An Empirical Study of Security Calibration in Large Language Models for Code

Large Language Models (LLMs) are rapidly transforming software development, yet their use in security-critical contexts raises a key question: do models know when their generated code is insecure? This property, known as calibration, measures whether a model's confidence aligns with the true correctness of its outputs. We present the first large-scale empirical study of security calibration in LLM-generated code. We evaluate GPT-4o-mini, Gemini-2.0-Flash, and Qwen3-Coder-Next across multiple temperature settings on two complementary benchmarks: self-contained security tasks and multi-language repository-level contexts. Our results suggest that overconfidence is prevalent across the evaluated LLMs.
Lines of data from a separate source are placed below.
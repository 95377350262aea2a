//! Seat availability states shared between the store and the API layer.

use serde::{Deserialize, Serialize};

/// Per-(showtime, chair) availability state.
///
/// `HELD` carries a TTL lease; an expired lease reads as `FREE` without
/// anyone having to write the record back (lazy expiry).
#[derive(Debug, Clone, Copy, Serialize, Deserialize, PartialEq, Eq, Default)]
#[serde(rename_all = "SCREAMING_SNAKE_CASE")]
pub enum SeatState {
    #[default]
    Free,
    Held,
    Sold,
}

impl std::fmt::Display for SeatState {
    fn fmt(&self, f: &mut std::fmt::Formatter<'_>) -> std::fmt::Result {
        let s = match self {
            SeatState::Free => "FREE",
            SeatState::Held => "HELD",
            SeatState::Sold => "SOLD",
        };
        write!(f, "{}", s)
    }
}

/// Read-model view of one chair's availability record.
#[derive(Debug, Clone, Serialize, Deserialize, PartialEq)]
pub struct ChairStateView {
    pub chair_id: String,
    /// Effective state after lazy lease expiry
    pub state: SeatState,
    /// Optimistic-concurrency version of the underlying record
    pub version: u64,
}

#[cfg(test)]
mod tests {
    use super::*;

    #[test]
    fn seat_state_wire_form() {
        assert_eq!(serde_json::to_string(&SeatState::Held).unwrap(), "\"HELD\"");
        let back: SeatState = serde_json::from_str("\"SOLD\"").unwrap();
        assert_eq!(back, SeatState::Sold);
    }

    #[test]
    fn default_is_free() {
        assert_eq!(SeatState::default(), SeatState::Free);
    }
}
Functional calibration is consistently worse than security calibration, suggesting that models estimate security outcomes more reliably than functional correctness, potentially because functional correctness depends on complex execution behavior. We also examine whether calibration-guided automated repair can help remediate vulnerabilities in LLM-generated code, finding only limited improvements while frequently introducing functional regressions. Moreover, we study different mitigation strategies for reducing False Trust, where models assign high confidence to vulnerable code. The results show that although architectural gating improves calibration on controlled benchmarks, calibration deteriorates in realistic repository-level settings, increasing the risk of high-confidence vulnerable outputs.